— What is required —
Check each line of the records below for the string "return", then state how many lines contain it, with no other output.

— Given records —
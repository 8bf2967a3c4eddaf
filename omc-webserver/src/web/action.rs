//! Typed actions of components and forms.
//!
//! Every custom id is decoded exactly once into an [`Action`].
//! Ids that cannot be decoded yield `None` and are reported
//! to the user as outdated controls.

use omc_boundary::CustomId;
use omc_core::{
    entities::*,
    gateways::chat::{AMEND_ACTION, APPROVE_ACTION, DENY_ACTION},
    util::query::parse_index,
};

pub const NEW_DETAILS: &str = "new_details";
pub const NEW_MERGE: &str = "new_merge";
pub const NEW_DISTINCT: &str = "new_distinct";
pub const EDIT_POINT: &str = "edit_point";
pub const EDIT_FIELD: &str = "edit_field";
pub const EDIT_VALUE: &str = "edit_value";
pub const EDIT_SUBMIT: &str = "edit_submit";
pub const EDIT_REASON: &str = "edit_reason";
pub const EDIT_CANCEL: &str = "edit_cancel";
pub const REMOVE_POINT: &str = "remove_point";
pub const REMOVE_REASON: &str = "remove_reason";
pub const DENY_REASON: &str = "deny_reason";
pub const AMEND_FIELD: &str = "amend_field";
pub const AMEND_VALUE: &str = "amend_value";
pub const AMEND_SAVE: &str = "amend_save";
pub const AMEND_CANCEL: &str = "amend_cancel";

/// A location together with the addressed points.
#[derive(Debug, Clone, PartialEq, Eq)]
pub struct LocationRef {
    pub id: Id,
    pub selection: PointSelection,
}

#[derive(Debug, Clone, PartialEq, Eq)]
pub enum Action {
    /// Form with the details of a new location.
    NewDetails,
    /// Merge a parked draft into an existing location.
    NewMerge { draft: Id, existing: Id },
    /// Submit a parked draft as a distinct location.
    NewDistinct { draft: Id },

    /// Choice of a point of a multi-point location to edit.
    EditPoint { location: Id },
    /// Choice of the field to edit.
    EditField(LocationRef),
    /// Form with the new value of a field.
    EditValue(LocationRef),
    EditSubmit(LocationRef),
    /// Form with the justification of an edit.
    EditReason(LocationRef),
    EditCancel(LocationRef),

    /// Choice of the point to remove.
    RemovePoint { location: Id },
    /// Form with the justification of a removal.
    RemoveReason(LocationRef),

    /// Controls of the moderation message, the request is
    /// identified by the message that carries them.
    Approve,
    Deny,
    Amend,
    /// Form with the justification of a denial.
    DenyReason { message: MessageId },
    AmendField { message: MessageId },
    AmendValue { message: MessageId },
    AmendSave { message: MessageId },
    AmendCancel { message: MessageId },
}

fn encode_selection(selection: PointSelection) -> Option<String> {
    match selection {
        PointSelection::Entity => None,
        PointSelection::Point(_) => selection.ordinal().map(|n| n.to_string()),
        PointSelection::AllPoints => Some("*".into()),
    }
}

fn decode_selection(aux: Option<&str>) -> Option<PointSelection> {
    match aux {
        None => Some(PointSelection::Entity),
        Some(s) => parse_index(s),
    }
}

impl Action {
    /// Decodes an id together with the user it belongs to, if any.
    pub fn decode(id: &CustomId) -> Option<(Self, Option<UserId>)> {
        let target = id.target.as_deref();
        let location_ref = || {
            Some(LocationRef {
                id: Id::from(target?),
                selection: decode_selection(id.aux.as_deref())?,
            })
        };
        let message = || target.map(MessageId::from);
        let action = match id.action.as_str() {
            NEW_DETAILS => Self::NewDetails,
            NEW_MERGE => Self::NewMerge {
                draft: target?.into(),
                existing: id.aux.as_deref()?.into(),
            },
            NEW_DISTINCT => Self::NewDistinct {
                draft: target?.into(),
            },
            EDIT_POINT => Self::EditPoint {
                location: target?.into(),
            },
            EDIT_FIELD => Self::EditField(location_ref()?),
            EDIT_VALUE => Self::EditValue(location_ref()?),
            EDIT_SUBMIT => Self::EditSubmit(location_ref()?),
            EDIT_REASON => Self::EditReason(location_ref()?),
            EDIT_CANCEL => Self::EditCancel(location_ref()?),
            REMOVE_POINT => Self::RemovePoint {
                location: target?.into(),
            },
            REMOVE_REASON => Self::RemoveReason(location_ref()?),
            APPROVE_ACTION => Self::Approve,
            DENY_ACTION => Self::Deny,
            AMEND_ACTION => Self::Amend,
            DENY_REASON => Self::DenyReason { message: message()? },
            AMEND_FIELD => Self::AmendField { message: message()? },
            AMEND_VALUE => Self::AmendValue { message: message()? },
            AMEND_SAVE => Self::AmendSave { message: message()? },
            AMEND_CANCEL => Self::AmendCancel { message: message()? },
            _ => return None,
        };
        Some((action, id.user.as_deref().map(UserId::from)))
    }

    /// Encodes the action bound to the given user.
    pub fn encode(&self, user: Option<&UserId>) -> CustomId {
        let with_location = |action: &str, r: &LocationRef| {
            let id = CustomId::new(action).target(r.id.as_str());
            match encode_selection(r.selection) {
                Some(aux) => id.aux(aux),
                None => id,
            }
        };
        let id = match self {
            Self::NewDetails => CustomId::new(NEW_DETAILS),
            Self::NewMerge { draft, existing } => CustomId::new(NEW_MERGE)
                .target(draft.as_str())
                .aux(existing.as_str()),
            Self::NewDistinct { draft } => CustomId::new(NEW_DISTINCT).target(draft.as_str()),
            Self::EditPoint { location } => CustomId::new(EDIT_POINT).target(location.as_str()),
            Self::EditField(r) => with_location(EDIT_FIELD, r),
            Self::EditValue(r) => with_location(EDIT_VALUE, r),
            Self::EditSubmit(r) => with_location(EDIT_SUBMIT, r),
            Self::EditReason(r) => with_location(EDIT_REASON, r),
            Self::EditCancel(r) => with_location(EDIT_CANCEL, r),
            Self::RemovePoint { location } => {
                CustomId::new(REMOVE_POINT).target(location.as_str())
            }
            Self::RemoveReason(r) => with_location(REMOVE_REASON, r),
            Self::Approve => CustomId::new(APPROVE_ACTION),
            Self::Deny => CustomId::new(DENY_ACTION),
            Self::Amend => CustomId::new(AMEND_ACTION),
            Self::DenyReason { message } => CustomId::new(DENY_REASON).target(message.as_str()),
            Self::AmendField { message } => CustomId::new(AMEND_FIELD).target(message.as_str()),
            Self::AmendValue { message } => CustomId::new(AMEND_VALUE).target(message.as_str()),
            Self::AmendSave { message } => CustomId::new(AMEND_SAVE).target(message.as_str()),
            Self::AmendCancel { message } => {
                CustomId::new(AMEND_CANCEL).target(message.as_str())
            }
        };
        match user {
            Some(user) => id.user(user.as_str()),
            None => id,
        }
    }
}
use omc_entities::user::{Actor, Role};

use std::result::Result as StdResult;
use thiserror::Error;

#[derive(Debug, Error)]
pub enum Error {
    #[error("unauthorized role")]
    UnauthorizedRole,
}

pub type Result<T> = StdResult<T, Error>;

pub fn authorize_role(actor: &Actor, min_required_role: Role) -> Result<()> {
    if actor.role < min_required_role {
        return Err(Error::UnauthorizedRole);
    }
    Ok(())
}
* * *
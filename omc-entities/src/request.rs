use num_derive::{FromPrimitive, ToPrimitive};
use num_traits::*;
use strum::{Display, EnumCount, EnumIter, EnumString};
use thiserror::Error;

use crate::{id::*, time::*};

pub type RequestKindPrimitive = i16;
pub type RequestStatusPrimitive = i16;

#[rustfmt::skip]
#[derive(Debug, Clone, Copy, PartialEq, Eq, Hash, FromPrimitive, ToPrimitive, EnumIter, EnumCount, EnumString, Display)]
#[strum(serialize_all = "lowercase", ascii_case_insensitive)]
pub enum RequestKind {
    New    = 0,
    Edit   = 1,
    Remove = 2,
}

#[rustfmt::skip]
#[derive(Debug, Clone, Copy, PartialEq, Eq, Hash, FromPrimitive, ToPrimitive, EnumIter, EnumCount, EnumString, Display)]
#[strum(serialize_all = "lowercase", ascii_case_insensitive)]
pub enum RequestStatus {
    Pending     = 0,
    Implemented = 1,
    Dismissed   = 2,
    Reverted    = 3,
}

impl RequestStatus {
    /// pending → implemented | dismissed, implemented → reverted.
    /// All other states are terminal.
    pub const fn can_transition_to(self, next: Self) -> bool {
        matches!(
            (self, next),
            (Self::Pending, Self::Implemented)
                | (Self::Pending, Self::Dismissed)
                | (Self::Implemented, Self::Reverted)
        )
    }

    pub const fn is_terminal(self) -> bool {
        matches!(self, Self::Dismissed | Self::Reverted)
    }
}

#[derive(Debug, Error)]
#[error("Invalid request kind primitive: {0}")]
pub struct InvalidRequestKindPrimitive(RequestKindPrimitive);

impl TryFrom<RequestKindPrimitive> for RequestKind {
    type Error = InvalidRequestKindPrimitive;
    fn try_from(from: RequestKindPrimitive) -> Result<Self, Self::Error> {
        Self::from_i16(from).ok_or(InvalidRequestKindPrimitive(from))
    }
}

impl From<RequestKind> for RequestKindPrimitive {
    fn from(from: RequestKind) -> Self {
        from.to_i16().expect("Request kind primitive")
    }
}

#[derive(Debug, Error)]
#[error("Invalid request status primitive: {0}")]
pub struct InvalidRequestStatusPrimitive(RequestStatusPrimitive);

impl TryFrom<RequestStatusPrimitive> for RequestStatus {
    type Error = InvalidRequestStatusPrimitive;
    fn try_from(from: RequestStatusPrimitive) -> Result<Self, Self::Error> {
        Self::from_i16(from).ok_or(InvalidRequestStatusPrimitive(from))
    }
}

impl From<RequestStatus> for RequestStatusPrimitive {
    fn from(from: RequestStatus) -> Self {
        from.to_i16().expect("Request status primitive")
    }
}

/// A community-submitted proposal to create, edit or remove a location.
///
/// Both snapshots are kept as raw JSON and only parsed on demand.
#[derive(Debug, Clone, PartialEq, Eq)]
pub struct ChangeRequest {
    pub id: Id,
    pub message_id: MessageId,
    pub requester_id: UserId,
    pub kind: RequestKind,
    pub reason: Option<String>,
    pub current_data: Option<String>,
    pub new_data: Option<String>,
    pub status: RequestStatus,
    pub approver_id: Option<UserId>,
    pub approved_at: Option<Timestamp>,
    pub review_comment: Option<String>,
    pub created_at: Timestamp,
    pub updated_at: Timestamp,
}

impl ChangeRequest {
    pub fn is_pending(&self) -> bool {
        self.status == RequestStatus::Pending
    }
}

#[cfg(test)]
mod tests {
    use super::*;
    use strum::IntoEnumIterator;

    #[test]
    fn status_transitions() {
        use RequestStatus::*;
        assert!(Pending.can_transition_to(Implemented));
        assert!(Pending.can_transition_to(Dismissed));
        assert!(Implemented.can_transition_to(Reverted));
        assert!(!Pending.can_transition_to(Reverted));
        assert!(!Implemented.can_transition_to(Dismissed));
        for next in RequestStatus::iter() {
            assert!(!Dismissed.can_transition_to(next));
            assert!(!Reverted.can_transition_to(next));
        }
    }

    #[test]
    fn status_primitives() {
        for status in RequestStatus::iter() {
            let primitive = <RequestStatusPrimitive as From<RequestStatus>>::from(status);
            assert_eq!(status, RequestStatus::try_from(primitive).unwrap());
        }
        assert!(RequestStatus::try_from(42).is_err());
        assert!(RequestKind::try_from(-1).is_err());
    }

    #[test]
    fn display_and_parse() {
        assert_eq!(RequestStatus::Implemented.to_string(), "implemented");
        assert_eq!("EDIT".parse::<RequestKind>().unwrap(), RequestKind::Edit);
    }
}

— Result of the exercise —
2